[Records contained in a dataset]
<<<<

//! User request DTOs

use serde::Deserialize;
use validator::Validate;

use crate::constants::{MAX_PASSWORD_LENGTH, MAX_USERNAME_LENGTH, MIN_PASSWORD_LENGTH, MIN_USERNAME_LENGTH};

/// User registration request
#[derive(Debug, Deserialize, Validate)]
pub struct RegisterRequest {
    #[validate(length(min = MIN_USERNAME_LENGTH, max = MAX_USERNAME_LENGTH))]
    pub username: String,

    #[validate(length(min = MIN_PASSWORD_LENGTH, max = MAX_PASSWORD_LENGTH))]
    pub password: String,

    #[validate(length(max = 255))]
    #[serde(default)]
    pub name: String,

    #[validate(email)]
    pub email: String,
}

/// User login request
#[derive(Debug, Deserialize, Validate)]
pub struct LoginRequest {
    #[validate(length(min = 1))]
    pub username: String,

    #[validate(length(min = 1))]
    pub password: String,
}
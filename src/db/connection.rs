//! Database connection management

use std::str::FromStr;

use sqlx::postgres::{PgConnectOptions, PgPoolOptions};
use sqlx::PgPool;

use crate::config::DatabaseConfig;

/// Create a new database connection pool.
///
/// Every connection carries a server-side `statement_timeout`, and waiting
/// for a free connection is bounded by the acquire timeout.
pub async fn create_pool(config: &DatabaseConfig) -> Result<PgPool, sqlx::Error> {
    let options = PgConnectOptions::from_str(&config.url)?.options([(
        "statement_timeout",
        config.statement_timeout.as_millis().to_string(),
    )]);

    PgPoolOptions::new()
        .max_connections(config.max_connections)
        .acquire_timeout(config.acquire_timeout)
        .connect_with(options)
        .await
}

/// Test database connection
pub async fn test_connection(pool: &PgPool) -> Result<(), sqlx::Error> {
    sqlx::query("SELECT 1").execute(pool).await?;
    Ok(())
}
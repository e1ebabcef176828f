//! Submission response DTOs

use serde::Serialize;

use crate::{
    models::Submission,
    services::{dispatcher::DispatchOutcome, requeue_service::SweepReport},
};

/// Submission response
#[derive(Debug, Serialize)]
#[serde(rename_all = "camelCase")]
pub struct SubmissionResponse {
    pub id: i32,
    pub language: String,
    pub code: String,
    pub executed_time: f64,
    pub result: String,
    pub problem_id: i32,
    pub user_id: i32,
}

impl From<Submission> for SubmissionResponse {
    fn from(s: Submission) -> Self {
        Self {
            id: s.id,
            language: s.language,
            code: s.code,
            executed_time: s.executed_time,
            result: s.result,
            problem_id: s.problem_id,
            user_id: s.user_id,
        }
    }
}

/// Receipt for a new submission.
///
/// `queued` is false when the judge queue could not take the payload; the
/// submission stays unjudged and is picked up by the next sweep.
#[derive(Debug, Serialize)]
#[serde(rename_all = "camelCase")]
pub struct CreateSubmissionResponse {
    pub submission_id: i32,
    pub queued: bool,
}

/// Restart result
#[derive(Debug, Serialize)]
#[serde(rename_all = "camelCase")]
pub struct RestartResponse {
    pub submission_id: i32,
    pub outcome: DispatchOutcome,
}

/// Sweep result
#[derive(Debug, Serialize)]
pub struct SweepResponse {
    pub report: SweepReport,
}
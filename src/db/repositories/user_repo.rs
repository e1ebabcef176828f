//! User repository

use sqlx::PgConnection;

use crate::{
    error::AppResult,
    models::{NewUser, User},
};

/// Repository for user database operations
pub struct UserRepository;

impl UserRepository {
    /// Create a new user
    pub async fn create(conn: &mut PgConnection, new: &NewUser) -> AppResult<User> {
        let user = sqlx::query_as::<_, User>(
            r#"
            INSERT INTO users (username, password_hash, name, email, authority)
            VALUES ($1, $2, $3, $4, $5)
            RETURNING *
            "#,
        )
        .bind(&new.username)
        .bind(&new.password_hash)
        .bind(&new.name)
        .bind(&new.email)
        .bind(new.authority)
        .fetch_one(&mut *conn)
        .await?;

        Ok(user)
    }

    /// Find user by ID
    pub async fn find_by_id(conn: &mut PgConnection, id: i32) -> AppResult<Option<User>> {
        let user = sqlx::query_as::<_, User>(r#"SELECT * FROM users WHERE id = $1"#)
            .bind(id)
            .fetch_optional(&mut *conn)
            .await?;

        Ok(user)
    }

    /// Find user by username
    pub async fn find_by_username(conn: &mut PgConnection, username: &str) -> AppResult<Option<User>> {
        let user = sqlx::query_as::<_, User>(r#"SELECT * FROM users WHERE username = $1"#)
            .bind(username)
            .fetch_optional(&mut *conn)
            .await?;

        Ok(user)
    }
}
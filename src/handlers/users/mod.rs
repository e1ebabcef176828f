//! User account handlers

mod handler;
pub mod request;
pub mod response;

pub use handler::*;
pub use request::*;
pub use response::*;

use axum::{
    routing::{get, post},
    Router,
};

use crate::state::AppState;

/// User routes
pub fn routes() -> Router<AppState> {
    Router::new()
        .route("/", post(handler::register))
        .route("/login", post(handler::login))
        .route("/me", get(handler::get_current_user))
}
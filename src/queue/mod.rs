//! Judge work queues
//!
//! Workers consume one FIFO queue per language. The server only ever
//! appends to them; the client is injected wherever it is needed so tests
//! can swap in a fake.

pub mod redis_queue;
pub mod retry;

use std::time::Duration;

use async_trait::async_trait;

pub use redis_queue::RedisQueue;
pub use retry::RetryPolicy;

/// Queue client errors
#[derive(Debug, Clone, thiserror::Error)]
pub enum QueueError {
    #[error("connection failed: {0}")]
    Connection(String),

    #[error("command failed: {0}")]
    Command(String),

    #[error("timed out after {0:?}")]
    Timeout(Duration),
}

impl From<redis::RedisError> for QueueError {
    fn from(err: redis::RedisError) -> Self {
        if err.is_io_error() || err.is_connection_refusal() || err.is_connection_dropped() {
            QueueError::Connection(err.to_string())
        } else {
            QueueError::Command(err.to_string())
        }
    }
}

/// Keyed, at-least-once FIFO push primitive
#[cfg_attr(test, mockall::automock)]
#[async_trait]
pub trait WorkQueue: Send + Sync {
    /// Liveness probe
    async fn ping(&self) -> Result<(), QueueError>;

    /// Replace the underlying connection with a freshly established one
    async fn reconnect(&self) -> Result<(), QueueError>;

    /// Append `payload` to the tail of the queue named `key`
    async fn push(&self, key: &str, payload: Vec<u8>) -> Result<(), QueueError>;
}
//! Judge dispatcher
//!
//! Pushes judge payloads onto the per-language work queues. Before every
//! push the queue is probed; a failed probe triggers a bounded number of
//! reconnect attempts with backoff before the dispatch is given up.

use std::future::Future;
use std::sync::Arc;
use std::time::Duration;

use serde::Serialize;

use crate::{
    config::DispatchConfig,
    error::{AppError, AppResult},
    models::JudgePayload,
    queue::{QueueError, RetryPolicy, WorkQueue},
};

/// What a dispatch did
#[derive(Debug, Clone, Copy, PartialEq, Eq, Serialize)]
#[serde(rename_all = "camelCase")]
pub enum DispatchOutcome {
    /// Appended to the language queue
    Queued,
    /// The problem has no test cases; nothing was pushed
    SkippedNoTestCases,
}

/// Sends judge payloads to the language queues
#[derive(Clone)]
pub struct Dispatcher {
    queue: Arc<dyn WorkQueue>,
    policy: RetryPolicy,
    timeout: Duration,
}

impl Dispatcher {
    pub fn new(queue: Arc<dyn WorkQueue>, policy: RetryPolicy, timeout: Duration) -> Self {
        Self {
            queue,
            policy,
            timeout,
        }
    }

    pub fn from_config(queue: Arc<dyn WorkQueue>, config: &DispatchConfig) -> Self {
        Self::new(queue, RetryPolicy::from(config), config.queue_timeout)
    }

    /// Push `payload` onto the queue named after its language.
    ///
    /// Exactly one append on `Queued`, none otherwise.
    pub async fn dispatch(&self, payload: &JudgePayload) -> AppResult<DispatchOutcome> {
        if payload.is_empty() {
            tracing::debug!(
                submission_id = payload.submission_id,
                "No test cases, skipping dispatch"
            );
            return Ok(DispatchOutcome::SkippedNoTestCases);
        }

        self.ensure_available().await?;

        let bytes = payload.to_bytes()?;

        self.bounded(self.queue.push(payload.queue_key(), bytes))
            .await
            .map_err(|e| {
                tracing::error!(
                    submission_id = payload.submission_id,
                    language = %payload.language,
                    error = %e,
                    "Failed to push judge payload"
                );
                AppError::Queue(e.to_string())
            })?;

        tracing::info!(
            submission_id = payload.submission_id,
            language = %payload.language,
            test_cases = payload.test_cases.len(),
            "Dispatched submission"
        );

        Ok(DispatchOutcome::Queued)
    }

    /// Probe the queue, reconnecting per the retry policy when it is down
    pub async fn ensure_available(&self) -> AppResult<()> {
        let mut last_error = match self.bounded(self.queue.ping()).await {
            Ok(()) => return Ok(()),
            Err(e) => e,
        };

        tracing::warn!(error = %last_error, "Judge queue probe failed, reconnecting");

        for attempt in 1..=self.policy.max_attempts {
            tokio::time::sleep(self.policy.backoff(attempt)).await;

            match self.reconnect_and_probe().await {
                Ok(()) => {
                    tracing::info!(attempt, "Judge queue reachable again");
                    return Ok(());
                }
                Err(e) => {
                    tracing::warn!(attempt, error = %e, "Reconnect attempt failed");
                    last_error = e;
                }
            }
        }

        Err(AppError::QueueUnavailable(format!(
            "gave up after {} reconnect attempts: {}",
            self.policy.max_attempts, last_error
        )))
    }

    /// Single probe without reconnecting
    pub async fn is_available(&self) -> bool {
        self.bounded(self.queue.ping()).await.is_ok()
    }

    async fn reconnect_and_probe(&self) -> Result<(), QueueError> {
        self.bounded(self.queue.reconnect()).await?;
        self.bounded(self.queue.ping()).await
    }

    async fn bounded<F>(&self, call: F) -> Result<(), QueueError>
    where
        F: Future<Output = Result<(), QueueError>>,
    {
        tokio::time::timeout(self.timeout, call)
            .await
            .map_err(|_| QueueError::Timeout(self.timeout))?
    }
}
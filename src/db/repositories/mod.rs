//! Database repositories
//!
//! Repositories hold the SQL. They take a bare connection so the caller
//! decides which transaction they run in.

pub mod problem_repo;
pub mod submission_repo;
pub mod user_repo;

pub use problem_repo::ProblemRepository;
pub use submission_repo::SubmissionRepository;
pub use user_repo::UserRepository;
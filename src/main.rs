//! OnlineJudge - Application Entry Point
//!
//! This is the main entry point for the OnlineJudge server.

use std::net::SocketAddr;
use std::sync::Arc;

use tokio::net::TcpListener;
use tower_http::{
    cors::{Any, CorsLayer},
    trace::TraceLayer,
};
use tracing_subscriber::{layer::SubscriberExt, util::SubscriberInitExt};

use onlinejudge::{
    config::CONFIG,
    db::{self, PgStore},
    handlers,
    queue::RedisQueue,
    state::AppState,
};

#[tokio::main]
async fn main() -> anyhow::Result<()> {
    // Initialize tracing
    tracing_subscriber::registry()
        .with(
            tracing_subscriber::EnvFilter::try_from_default_env()
                .unwrap_or_else(|_| CONFIG.server.rust_log.clone().into()),
        )
        .with(tracing_subscriber::fmt::layer())
        .init();

    tracing::info!("Starting OnlineJudge server...");

    // Initialize database connection pool
    tracing::info!("Connecting to database...");
    let db_pool = db::create_pool(&CONFIG.database).await?;

    // Run database migrations
    tracing::info!("Running database migrations...");
    db::run_migrations(&db_pool).await?;

    // Initialize the judge queue client
    tracing::info!("Connecting to Redis...");
    let queue = RedisQueue::connect(&CONFIG.redis.url, &CONFIG.dispatch).await?;

    // Create application state
    let state = AppState::new(
        Arc::new(PgStore::new(db_pool)),
        Arc::new(queue),
        CONFIG.clone(),
    );

    // Build the router
    let app = handlers::app(state)
        .layer(TraceLayer::new_for_http())
        .layer(
            CorsLayer::new()
                .allow_origin(Any)
                .allow_methods(Any)
                .allow_headers(Any),
        );

    // Start the server
    let addr = SocketAddr::new(CONFIG.server.host.parse()?, CONFIG.server.port);
    let listener = TcpListener::bind(addr).await?;

    tracing::info!("Server listening on http://{}", addr);

    axum::serve(listener, app).await?;

    Ok(())
}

>>>>

## [Your assignment]
Please find each line in the records above that holds the word "DispatchConfig", and copy it.

## [Output]
    config::DispatchConfig,
    pub fn from_config(queue: Arc<dyn WorkQueue>, config: &DispatchConfig) -> Self {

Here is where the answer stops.